Exercise requirements |
Could you return the entire listing below exactly as written?

Data for analysis |
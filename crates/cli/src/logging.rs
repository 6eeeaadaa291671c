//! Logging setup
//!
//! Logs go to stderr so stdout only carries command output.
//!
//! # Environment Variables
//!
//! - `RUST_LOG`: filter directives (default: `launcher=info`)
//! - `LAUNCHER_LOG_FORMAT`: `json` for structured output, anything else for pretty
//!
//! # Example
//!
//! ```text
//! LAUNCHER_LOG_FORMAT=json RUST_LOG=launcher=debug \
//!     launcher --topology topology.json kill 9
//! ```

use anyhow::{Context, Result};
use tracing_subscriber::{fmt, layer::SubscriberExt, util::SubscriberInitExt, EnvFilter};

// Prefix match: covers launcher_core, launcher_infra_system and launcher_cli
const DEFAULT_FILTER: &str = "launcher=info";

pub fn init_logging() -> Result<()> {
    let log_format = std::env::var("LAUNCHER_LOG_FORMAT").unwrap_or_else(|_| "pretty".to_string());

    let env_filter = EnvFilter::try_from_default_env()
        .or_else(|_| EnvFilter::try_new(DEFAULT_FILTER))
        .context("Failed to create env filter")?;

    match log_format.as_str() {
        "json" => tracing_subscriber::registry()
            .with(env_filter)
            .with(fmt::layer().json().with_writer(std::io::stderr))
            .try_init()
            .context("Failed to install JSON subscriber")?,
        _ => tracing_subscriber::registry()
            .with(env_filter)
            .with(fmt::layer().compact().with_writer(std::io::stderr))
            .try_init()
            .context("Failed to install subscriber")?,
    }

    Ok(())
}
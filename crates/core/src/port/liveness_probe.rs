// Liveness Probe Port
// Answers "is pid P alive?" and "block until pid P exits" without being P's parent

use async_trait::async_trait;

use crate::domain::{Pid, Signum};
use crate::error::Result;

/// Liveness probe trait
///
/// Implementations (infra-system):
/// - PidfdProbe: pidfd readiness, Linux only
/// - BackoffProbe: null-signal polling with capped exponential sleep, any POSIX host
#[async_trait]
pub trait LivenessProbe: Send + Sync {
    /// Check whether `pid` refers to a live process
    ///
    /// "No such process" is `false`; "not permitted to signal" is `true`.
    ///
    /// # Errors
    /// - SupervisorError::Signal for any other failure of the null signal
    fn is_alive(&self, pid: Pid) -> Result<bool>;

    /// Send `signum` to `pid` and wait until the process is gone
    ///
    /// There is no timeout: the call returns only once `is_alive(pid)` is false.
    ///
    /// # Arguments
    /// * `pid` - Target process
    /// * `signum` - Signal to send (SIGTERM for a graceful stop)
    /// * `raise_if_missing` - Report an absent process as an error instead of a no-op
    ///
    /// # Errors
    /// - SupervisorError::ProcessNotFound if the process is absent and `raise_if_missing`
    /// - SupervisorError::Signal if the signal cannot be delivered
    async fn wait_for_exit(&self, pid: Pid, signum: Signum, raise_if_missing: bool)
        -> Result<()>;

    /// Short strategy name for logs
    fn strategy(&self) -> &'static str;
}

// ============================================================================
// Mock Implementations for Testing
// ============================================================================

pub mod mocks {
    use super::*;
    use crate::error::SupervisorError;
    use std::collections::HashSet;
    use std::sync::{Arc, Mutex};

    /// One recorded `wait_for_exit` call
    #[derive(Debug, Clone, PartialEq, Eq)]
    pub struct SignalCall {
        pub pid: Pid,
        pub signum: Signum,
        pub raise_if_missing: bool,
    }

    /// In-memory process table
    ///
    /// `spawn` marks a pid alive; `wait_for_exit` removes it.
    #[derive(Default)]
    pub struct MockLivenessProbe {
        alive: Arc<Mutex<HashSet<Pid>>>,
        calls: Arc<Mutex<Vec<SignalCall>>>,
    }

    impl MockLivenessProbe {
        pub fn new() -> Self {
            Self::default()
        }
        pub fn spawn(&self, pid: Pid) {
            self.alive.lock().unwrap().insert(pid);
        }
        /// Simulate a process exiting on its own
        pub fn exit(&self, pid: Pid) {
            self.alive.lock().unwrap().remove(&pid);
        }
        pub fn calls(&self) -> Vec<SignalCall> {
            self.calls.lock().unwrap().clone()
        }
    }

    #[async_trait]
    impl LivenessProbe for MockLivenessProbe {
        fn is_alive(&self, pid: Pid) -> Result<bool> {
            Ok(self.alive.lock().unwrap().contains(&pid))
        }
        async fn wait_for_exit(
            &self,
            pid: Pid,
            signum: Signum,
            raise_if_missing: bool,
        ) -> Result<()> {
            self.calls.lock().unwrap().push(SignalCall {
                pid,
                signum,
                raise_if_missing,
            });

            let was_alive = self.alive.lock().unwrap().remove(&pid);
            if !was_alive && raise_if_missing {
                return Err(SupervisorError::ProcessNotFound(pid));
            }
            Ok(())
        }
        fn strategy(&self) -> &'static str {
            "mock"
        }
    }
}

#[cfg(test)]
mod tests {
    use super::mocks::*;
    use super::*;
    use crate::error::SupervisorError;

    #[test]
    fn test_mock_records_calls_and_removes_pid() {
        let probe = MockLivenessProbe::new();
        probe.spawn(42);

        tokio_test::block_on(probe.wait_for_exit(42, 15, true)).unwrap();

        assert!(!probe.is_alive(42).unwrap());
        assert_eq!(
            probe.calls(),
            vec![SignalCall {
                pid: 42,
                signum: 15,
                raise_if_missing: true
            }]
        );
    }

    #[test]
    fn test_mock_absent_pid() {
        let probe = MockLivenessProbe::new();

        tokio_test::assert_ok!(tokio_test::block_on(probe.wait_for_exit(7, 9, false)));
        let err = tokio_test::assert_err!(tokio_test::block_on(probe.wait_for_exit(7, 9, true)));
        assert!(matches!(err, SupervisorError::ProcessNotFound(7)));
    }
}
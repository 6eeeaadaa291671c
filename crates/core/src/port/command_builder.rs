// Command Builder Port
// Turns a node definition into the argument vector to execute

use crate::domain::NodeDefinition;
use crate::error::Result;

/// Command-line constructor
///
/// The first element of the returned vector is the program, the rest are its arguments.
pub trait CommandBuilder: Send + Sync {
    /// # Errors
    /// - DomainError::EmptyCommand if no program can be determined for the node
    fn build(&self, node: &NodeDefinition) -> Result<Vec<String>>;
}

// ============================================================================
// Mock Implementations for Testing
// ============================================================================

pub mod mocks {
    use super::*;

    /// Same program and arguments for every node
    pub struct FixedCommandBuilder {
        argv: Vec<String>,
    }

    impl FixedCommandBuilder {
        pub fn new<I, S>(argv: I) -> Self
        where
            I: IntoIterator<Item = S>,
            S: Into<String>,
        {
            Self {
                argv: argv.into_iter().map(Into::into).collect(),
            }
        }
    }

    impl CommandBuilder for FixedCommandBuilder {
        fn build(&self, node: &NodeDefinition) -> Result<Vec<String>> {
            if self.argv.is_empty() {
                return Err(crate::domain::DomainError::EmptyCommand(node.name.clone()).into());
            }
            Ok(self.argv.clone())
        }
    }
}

Task output |
filename crates/cli/src/logging.rs
repository 6eeeaadaa291671c
//! Logging setup
//!
//! Logs go to stderr so stdout only carries command output.
//!
//! # Environment Variables
//!
//! - `RUST_LOG`: filter directives (default: `launcher=info`)
//! - `LAUNCHER_LOG_FORMAT`: `json` for structured output, anything else for pretty
//!
//! # Example
//!
//! ```text
//! LAUNCHER_LOG_FORMAT=json RUST_LOG=launcher=debug \
//!     launcher --topology topology.json kill 9
//! ```

use anyhow::{Context, Result};
use tracing_subscriber::{fmt, layer::SubscriberExt, util::SubscriberInitExt, EnvFilter};

// Prefix match: covers launcher_core, launcher_infra_system and launcher_cli
const DEFAULT_FILTER: &str = "launcher=info";

pub fn init_logging() -> Result<()> {
    let log_format = std::env::var("LAUNCHER_LOG_FORMAT").unwrap_or_else(|_| "pretty".to_string());

    let env_filter = EnvFilter::try_from_default_env()
        .or_else(|_| EnvFilter::try_new(DEFAULT_FILTER))
        .context("Failed to create env filter")?;

    match log_format.as_str() {
        "json" => tracing_subscriber::registry()
            .with(env_filter)
            .with(fmt::layer().json().with_writer(std::io::stderr))
            .try_init()
            .context("Failed to install JSON subscriber")?,
        _ => tracing_subscriber::registry()
            .with(env_filter)
            .with(fmt::layer().compact().with_writer(std::io::stderr))
            .try_init()
            .context("Failed to install subscriber")?,
    }

    Ok(())
}
filename crates/core/src/port/liveness_probe.rs
// Liveness Probe Port
// Answers "is pid P alive?" and "block until pid P exits" without being P's parent

use async_trait::async_trait;

use crate::domain::{Pid, Signum};
use crate::error::Result;

/// Liveness probe trait
///
/// Implementations (infra-system):
/// - PidfdProbe: pidfd readiness, Linux only
/// - BackoffProbe: null-signal polling with capped exponential sleep, any POSIX host
#[async_trait]
pub trait LivenessProbe: Send + Sync {
    /// Check whether `pid` refers to a live process
    ///
    /// "No such process" is `false`; "not permitted to signal" is `true`.
    ///
    /// # Errors
    /// - SupervisorError::Signal for any other failure of the null signal
    fn is_alive(&self, pid: Pid) -> Result<bool>;

    /// Send `signum` to `pid` and wait until the process is gone
    ///
    /// There is no timeout: the call returns only once `is_alive(pid)` is false.
    ///
    /// # Arguments
    /// * `pid` - Target process
    /// * `signum` - Signal to send (SIGTERM for a graceful stop)
    /// * `raise_if_missing` - Report an absent process as an error instead of a no-op
    ///
    /// # Errors
    /// - SupervisorError::ProcessNotFound if the process is absent and `raise_if_missing`
    /// - SupervisorError::Signal if the signal cannot be delivered
    async fn wait_for_exit(&self, pid: Pid, signum: Signum, raise_if_missing: bool)
        -> Result<()>;

    /// Short strategy name for logs
    fn strategy(&self) -> &'static str;
}

// ============================================================================
// Mock Implementations for Testing
// ============================================================================

pub mod mocks {
    use super::*;
    use crate::error::SupervisorError;
    use std::collections::HashSet;
    use std::sync::{Arc, Mutex};

    /// One recorded `wait_for_exit` call
    #[derive(Debug, Clone, PartialEq, Eq)]
    pub struct SignalCall {
        pub pid: Pid,
        pub signum: Signum,
        pub raise_if_missing: bool,
    }

    /// In-memory process table
    ///
    /// `spawn` marks a pid alive; `wait_for_exit` removes it.
    #[derive(Default)]
    pub struct MockLivenessProbe {
        alive: Arc<Mutex<HashSet<Pid>>>,
        calls: Arc<Mutex<Vec<SignalCall>>>,
    }

    impl MockLivenessProbe {
        pub fn new() -> Self {
            Self::default()
        }
        pub fn spawn(&self, pid: Pid) {
            self.alive.lock().unwrap().insert(pid);
        }
        /// Simulate a process exiting on its own
        pub fn exit(&self, pid: Pid) {
            self.alive.lock().unwrap().remove(&pid);
        }
        pub fn calls(&self) -> Vec<SignalCall> {
            self.calls.lock().unwrap().clone()
        }
    }

    #[async_trait]
    impl LivenessProbe for MockLivenessProbe {
        fn is_alive(&self, pid: Pid) -> Result<bool> {
            Ok(self.alive.lock().unwrap().contains(&pid))
        }
        async fn wait_for_exit(
            &self,
            pid: Pid,
            signum: Signum,
            raise_if_missing: bool,
        ) -> Result<()> {
            self.calls.lock().unwrap().push(SignalCall {
                pid,
                signum,
                raise_if_missing,
            });

            let was_alive = self.alive.lock().unwrap().remove(&pid);
            if !was_alive && raise_if_missing {
                return Err(SupervisorError::ProcessNotFound(pid));
            }
            Ok(())
        }
        fn strategy(&self) -> &'static str {
            "mock"
        }
    }
}

#[cfg(test)]
mod tests {
    use super::mocks::*;
    use super::*;
    use crate::error::SupervisorError;

    #[test]
    fn test_mock_records_calls_and_removes_pid() {
        let probe = MockLivenessProbe::new();
        probe.spawn(42);

        tokio_test::block_on(probe.wait_for_exit(42, 15, true)).unwrap();

        assert!(!probe.is_alive(42).unwrap());
        assert_eq!(
            probe.calls(),
            vec![SignalCall {
                pid: 42,
                signum: 15,
                raise_if_missing: true
            }]
        );
    }

    #[test]
    fn test_mock_absent_pid() {
        let probe = MockLivenessProbe::new();

        tokio_test::assert_ok!(tokio_test::block_on(probe.wait_for_exit(7, 9, false)));
        let err = tokio_test::assert_err!(tokio_test::block_on(probe.wait_for_exit(7, 9, true)));
        assert!(matches!(err, SupervisorError::ProcessNotFound(7)));
    }
}
repository 6eeeaadaa291671c
filename crates/core/src/port/command_builder.rs
// Command Builder Port
// Turns a node definition into the argument vector to execute

use crate::domain::NodeDefinition;
use crate::error::Result;

/// Command-line constructor
///
/// The first element of the returned vector is the program, the rest are its arguments.
pub trait CommandBuilder: Send + Sync {
    /// # Errors
    /// - DomainError::EmptyCommand if no program can be determined for the node
    fn build(&self, node: &NodeDefinition) -> Result<Vec<String>>;
}

// ============================================================================
// Mock Implementations for Testing
// ============================================================================

pub mod mocks {
    use super::*;

    /// Same program and arguments for every node
    pub struct FixedCommandBuilder {
        argv: Vec<String>,
    }

    impl FixedCommandBuilder {
        pub fn new<I, S>(argv: I) -> Self
        where
            I: IntoIterator<Item = S>,
            S: Into<String>,
        {
            Self {
                argv: argv.into_iter().map(Into::into).collect(),
            }
        }
    }

    impl CommandBuilder for FixedCommandBuilder {
        fn build(&self, node: &NodeDefinition) -> Result<Vec<String>> {
            if self.argv.is_empty() {
                return Err(crate::domain::DomainError::EmptyCommand(node.name.clone()).into());
            }
            Ok(self.argv.clone())
        }
    }
}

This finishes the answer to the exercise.